Document Type

Article

Publication Date

2022

Publication Information

108 Cornell L. Rev. 69 (2022)

Abstract

Americans often credit—or blame—Congress for the laws and policies that govern their lives. But Congress enacts broad statutes that give federal administrative agencies the primary responsibility for making and enforcing the regulations that control American society. These administrative agencies lack the political accountability of those in public office. To address this democratic deficit, an agency seeking to adopt a new regulation must publish a notice of proposed rulemaking and provide an opportunity for the public to comment on the proposal. Heralded as “one of the greatest inventions of modern government,” the Administrative Procedure Act’s (APA) notice-and-comment rulemaking procedure is understood primarily as a means of legitimating administrative regulation by holding agencies democratically accountable to the public. This understanding is wrong.

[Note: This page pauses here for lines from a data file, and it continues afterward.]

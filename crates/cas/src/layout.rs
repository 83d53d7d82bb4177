//! On-disk layout: 256 fixed shard directories under the store root.
//!
//! ```text
//! {root}/
//! ├── 00/
//! ├── 01/
//! │   └── 01a4...  # object file, name == full digest
//! ├── ...
//! └── ff/
//! ```
//!
//! There is no manifest or version marker. A root is a valid store exactly
//! when every shard `00`..=`ff` exists and is a directory; anything else in
//! the root is ignored.

use std::fs;
use std::io;
use std::path::{Path, PathBuf};

use tracing::{debug, info};

/// Number of shard directories.
pub const SHARD_COUNT: usize = 256;

/// Name of shard `index` (`0` -> `"00"`, `255` -> `"ff"`).
pub fn shard_name(index: u8) -> String {
    format!("{:02x}", index)
}

/// All shard names in ascending order.
pub fn shard_names() -> impl Iterator<Item = String> {
    (0..=u8::MAX).map(shard_name)
}

/// Path of shard `index` under `root`.
pub fn shard_path(root: &Path, index: u8) -> PathBuf {
    root.join(shard_name(index))
}

/// True iff `root` is a directory containing all 256 shard directories.
///
/// Rescans the filesystem on every call.
pub fn is_valid_store(root: &Path) -> bool {
    if !root.is_dir() {
        return false;
    }
    shard_names().all(|shard| root.join(shard).is_dir())
}

/// Create every shard directory, including `root` and its parents if missing.
///
/// Fails if a shard path is occupied by something other than a directory.
pub fn build_structure(root: &Path) -> io::Result<()> {
    for shard in shard_names() {
        fs::create_dir_all(root.join(&shard))?;
    }
    debug!(root = %root.display(), "built shard structure");
    Ok(())
}

/// Delete whatever is at `root`: recursively if a directory, else the single entry.
///
/// No-op if nothing is there. Destroys data regardless of whether `root`
/// was a store.
pub fn clear(root: &Path) -> io::Result<()> {
    let metadata = match fs::symlink_metadata(root) {
        Ok(m) => m,
        Err(e) if e.kind() == io::ErrorKind::NotFound => return Ok(()),
        Err(e) => return Err(e),
    };

    if metadata.is_dir() {
        fs::remove_dir_all(root)?;
    } else {
        fs::remove_file(root)?;
    }
    info!(root = %root.display(), "cleared store path");
    Ok(())
}

#[cfg(test)]
mod tests {
    use super::*;
    use anyhow::Result;
    use tempfile::TempDir;

    #[test]
    fn test_shard_names_cover_00_through_ff() {
        let names: Vec<String> = shard_names().collect();
        assert_eq!(names.len(), SHARD_COUNT);
        assert_eq!(names.first().map(String::as_str), Some("00"));
        assert_eq!(names.last().map(String::as_str), Some("ff"));
        let mut sorted = names.clone();
        sorted.sort();
        assert_eq!(names, sorted);
    }

    #[test]
    fn test_missing_root_is_not_valid() {
        let temp_dir = TempDir::new().unwrap();
        assert!(!is_valid_store(&temp_dir.path().join("nope")));
    }

    #[test]
    fn test_empty_dir_is_not_valid() {
        let temp_dir = TempDir::new().unwrap();
        assert!(!is_valid_store(temp_dir.path()));
    }

    #[test]
    fn test_build_structure_creates_nested_root() -> Result<()> {
        let temp_dir = TempDir::new()?;
        let root = temp_dir.path().join("a").join("b").join("store");

        build_structure(&root)?;
        assert!(is_valid_store(&root));
        Ok(())
    }

    #[test]
    fn test_build_structure_is_repeatable() -> Result<()> {
        let temp_dir = TempDir::new()?;
        build_structure(temp_dir.path())?;
        build_structure(temp_dir.path())?;
        assert!(is_valid_store(temp_dir.path()));
        Ok(())
    }

    #[test]
    fn test_missing_last_shard_is_not_valid() -> Result<()> {
        let temp_dir = TempDir::new()?;
        build_structure(temp_dir.path())?;
        fs::remove_dir(temp_dir.path().join("ff"))?;
        assert!(!is_valid_store(temp_dir.path()));
        Ok(())
    }

    #[test]
    fn test_shard_that_is_a_file_is_not_valid() -> Result<()> {
        let temp_dir = TempDir::new()?;
        build_structure(temp_dir.path())?;
        fs::remove_dir(temp_dir.path().join("7f"))?;
        fs::write(temp_dir.path().join("7f"), b"not a dir")?;
        assert!(!is_valid_store(temp_dir.path()));

        // Rebuilding can't fix a file squatting on a shard name.
        assert!(build_structure(temp_dir.path()).is_err());
        Ok(())
    }

    #[test]
    fn test_extra_content_is_tolerated() -> Result<()> {
        let temp_dir = TempDir::new()?;
        build_structure(temp_dir.path())?;
        fs::write(temp_dir.path().join("README"), b"hello")?;
        fs::create_dir(temp_dir.path().join("zz"))?;
        assert!(is_valid_store(temp_dir.path()));
        Ok(())
    }

    #[test]
    fn test_root_that_is_a_file_is_not_valid() -> Result<()> {
        let temp_dir = TempDir::new()?;
        let root = temp_dir.path().join("store");
        fs::write(&root, b"")?;
        assert!(!is_valid_store(&root));
        Ok(())
    }

    #[test]
    fn test_clear_directory() -> Result<()> {
        let temp_dir = TempDir::new()?;
        let root = temp_dir.path().join("store");
        build_structure(&root)?;
        fs::write(root.join("00").join("something"), b"data")?;

        clear(&root)?;
        assert!(!root.exists());
        Ok(())
    }

    #[test]
    fn test_clear_single_file() -> Result<()> {
        let temp_dir = TempDir::new()?;
        let root = temp_dir.path().join("store");
        fs::write(&root, b"in the way")?;

        clear(&root)?;
        assert!(!root.exists());
        Ok(())
    }

    #[test]
    fn test_clear_missing_is_noop() -> Result<()> {
        let temp_dir = TempDir::new()?;
        clear(&temp_dir.path().join("never-existed"))?;
        Ok(())
    }
}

This Article is the first to examine the pre-APA administrative practices that inspired the APA’s informal rulemaking provisions and show that those practices were not about democratic accountability or legitimacy. Instead, they were concerned with the targeted solicitation of views from the representatives of organized interest groups to inform the agency’s expert judgment. Congress, however, built a more democratic framework atop the foundation established by these pre-APA administrative practices. Congress also expected that agencies and courts would each contribute, in their own way, to the future elaboration and evolution of the APA’s minimal procedural requirements. The analysis reveals that what modern administrative law identifies as pathologies in informal rulemaking are natural—perhaps even intended—consequences of the APA’s statutory design. It also offers a more nuanced account of the purposes of the APA’s notice-and-comment provisions and further legitimates both agency procedural discretion and judicial common law. The Article concludes that the vision of informal rulemaking that agencies and courts have constructed based on Section 553’s skeletal provisions vindicates Congress’s intentions and is preferable to a vision bound by rulemaking’s undemocratic roots.